To do
Give the entries again in full. Nothing may be altered.

Exercise material
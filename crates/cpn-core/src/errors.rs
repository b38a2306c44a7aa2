//! Errores del core de binding.
//!
//! `BindError` es la taxonomía completa que un task puede ver. Ninguna
//! variante se reintenta localmente: todas abortan la ejecución y llevan el
//! nombre del argumento, el descriptor y la causa para diagnosticar sin
//! re-ejecutar.

use serde::{Deserialize, Serialize};
use thiserror::Error;

/// Fallos de la capacidad de almacenamiento (esquemas `mem://`, `file://`, ...)
/// y de los codecs de artifacts.
#[derive(Debug, Error, PartialEq, Eq, Clone, Serialize, Deserialize)]
pub enum StorageError {
    #[error("unsupported uri scheme `{0}`")]
    UnsupportedScheme(String),
    #[error("resource not found: {0}")]
    NotFound(String),
    #[error("io: {0}")]
    Io(String),
    #[error("codec: {0}")]
    Codec(String),
}

impl From<std::io::Error> for StorageError {
    fn from(err: std::io::Error) -> Self {
        match err.kind() {
            std::io::ErrorKind::NotFound => Self::NotFound(err.to_string()),
            _ => Self::Io(err.to_string()),
        }
    }
}

impl From<serde_json::Error> for StorageError {
    fn from(err: serde_json::Error) -> Self {
        Self::Codec(err.to_string())
    }
}

#[derive(Debug, Error, PartialEq, Eq, Clone, Serialize, Deserialize)]
pub enum BindError {
    #[error("artifact `{name}` ({descriptor}) is required but no apply spec was supplied")]
    MissingRequiredArtifact { name: String, descriptor: String },

    #[error("apply artifact `{name}` ({descriptor}) failed: {cause}")]
    ArtifactApplyError { name: String, descriptor: String, cause: String },

    #[error("argument `{name}` not provided: it matches no parameter or active artifact")]
    UnresolvedArgument { name: String },

    #[error("parameter `{name}` rejected: {cause}")]
    ParameterError { name: String, cause: String },

    #[error("accessor for `{uri}` already consumed")]
    UseAfterConsumed { uri: String },

    #[error("read `{uri}` failed: {source}")]
    ResourceReadError {
        uri: String,
        #[source]
        source: StorageError,
    },

    #[error("write `{uri}` failed: {source}")]
    ResourceWriteError {
        uri: String,
        #[source]
        source: StorageError,
    },

    #[error("stale writer cursor for `{name}`: expected index {expected}, got {found}")]
    StaleCursor { name: String, expected: usize, found: usize },

    #[error("argument `{name}` is bound as {found}, not {expected}")]
    ArgumentKindMismatch { name: String, expected: String, found: String },

    #[error("component `{component}` does not run as role `{role}`")]
    UnsupportedRole { component: String, role: String },

    #[error("invalid component descriptor `{component}`: {cause}")]
    InvalidDescriptor { component: String, cause: String },

    #[error("invalid uri `{uri}`: {cause}")]
    InvalidUri { uri: String, cause: String },

    #[error("lineage: {0}")]
    Lineage(String),
}

impl BindError {
    /// Construye un `ArtifactApplyError` a partir de cualquier causa mostrable.
    pub fn apply(name: &str, descriptor: &str, cause: impl std::fmt::Display) -> Self {
        Self::ArtifactApplyError { name: name.to_string(),
                                   descriptor: descriptor.to_string(),
                                   cause: cause.to_string() }
    }

    /// Nombre del argumento implicado, cuando el error lo identifica.
    pub fn argument(&self) -> Option<&str> {
        match self {
            Self::MissingRequiredArtifact { name, .. }
            | Self::ArtifactApplyError { name, .. }
            | Self::UnresolvedArgument { name }
            | Self::ParameterError { name, .. }
            | Self::StaleCursor { name, .. }
            | Self::ArgumentKindMismatch { name, .. } => Some(name),
            _ => None,
        }
    }
}
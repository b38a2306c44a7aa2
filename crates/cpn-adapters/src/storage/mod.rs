mod file;

pub use file::FileStorage;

Result of the task
filename crates/cpn-core/src/errors.rs
repository b38a2306c44a7aa2
//! Errores del core de binding.
//!
//! `BindError` es la taxonomía completa que un task puede ver. Ninguna
//! variante se reintenta localmente: todas abortan la ejecución y llevan el
//! nombre del argumento, el descriptor y la causa para diagnosticar sin
//! re-ejecutar.

use serde::{Deserialize, Serialize};
use thiserror::Error;

/// Fallos de la capacidad de almacenamiento (esquemas `mem://`, `file://`, ...)
/// y de los codecs de artifacts.
#[derive(Debug, Error, PartialEq, Eq, Clone, Serialize, Deserialize)]
pub enum StorageError {
    #[error("unsupported uri scheme `{0}`")]
    UnsupportedScheme(String),
    #[error("resource not found: {0}")]
    NotFound(String),
    #[error("io: {0}")]
    Io(String),
    #[error("codec: {0}")]
    Codec(String),
}

impl From<std::io::Error> for StorageError {
    fn from(err: std::io::Error) -> Self {
        match err.kind() {
            std::io::ErrorKind::NotFound => Self::NotFound(err.to_string()),
            _ => Self::Io(err.to_string()),
        }
    }
}

impl From<serde_json::Error> for StorageError {
    fn from(err: serde_json::Error) -> Self {
        Self::Codec(err.to_string())
    }
}

#[derive(Debug, Error, PartialEq, Eq, Clone, Serialize, Deserialize)]
pub enum BindError {
    #[error("artifact `{name}` ({descriptor}) is required but no apply spec was supplied")]
    MissingRequiredArtifact { name: String, descriptor: String },

    #[error("apply artifact `{name}` ({descriptor}) failed: {cause}")]
    ArtifactApplyError { name: String, descriptor: String, cause: String },

    #[error("argument `{name}` not provided: it matches no parameter or active artifact")]
    UnresolvedArgument { name: String },

    #[error("parameter `{name}` rejected: {cause}")]
    ParameterError { name: String, cause: String },

    #[error("accessor for `{uri}` already consumed")]
    UseAfterConsumed { uri: String },

    #[error("read `{uri}` failed: {source}")]
    ResourceReadError {
        uri: String,
        #[source]
        source: StorageError,
    },

    #[error("write `{uri}` failed: {source}")]
    ResourceWriteError {
        uri: String,
        #[source]
        source: StorageError,
    },

    #[error("stale writer cursor for `{name}`: expected index {expected}, got {found}")]
    StaleCursor { name: String, expected: usize, found: usize },

    #[error("argument `{name}` is bound as {found}, not {expected}")]
    ArgumentKindMismatch { name: String, expected: String, found: String },

    #[error("component `{component}` does not run as role `{role}`")]
    UnsupportedRole { component: String, role: String },

    #[error("invalid component descriptor `{component}`: {cause}")]
    InvalidDescriptor { component: String, cause: String },

    #[error("invalid uri `{uri}`: {cause}")]
    InvalidUri { uri: String, cause: String },

    #[error("lineage: {0}")]
    Lineage(String),
}

impl BindError {
    /// Construye un `ArtifactApplyError` a partir de cualquier causa mostrable.
    pub fn apply(name: &str, descriptor: &str, cause: impl std::fmt::Display) -> Self {
        Self::ArtifactApplyError { name: name.to_string(),
                                   descriptor: descriptor.to_string(),
                                   cause: cause.to_string() }
    }

    /// Nombre del argumento implicado, cuando el error lo identifica.
    pub fn argument(&self) -> Option<&str> {
        match self {
            Self::MissingRequiredArtifact { name, .. }
            | Self::ArtifactApplyError { name, .. }
            | Self::UnresolvedArgument { name }
            | Self::ParameterError { name, .. }
            | Self::StaleCursor { name, .. }
            | Self::ArgumentKindMismatch { name, .. } => Some(name),
            _ => None,
        }
    }
}
repository b38a2306c44a7aa2
filename crates/cpn-adapters/src/storage/mod.rs
mod file;

pub use file::FileStorage;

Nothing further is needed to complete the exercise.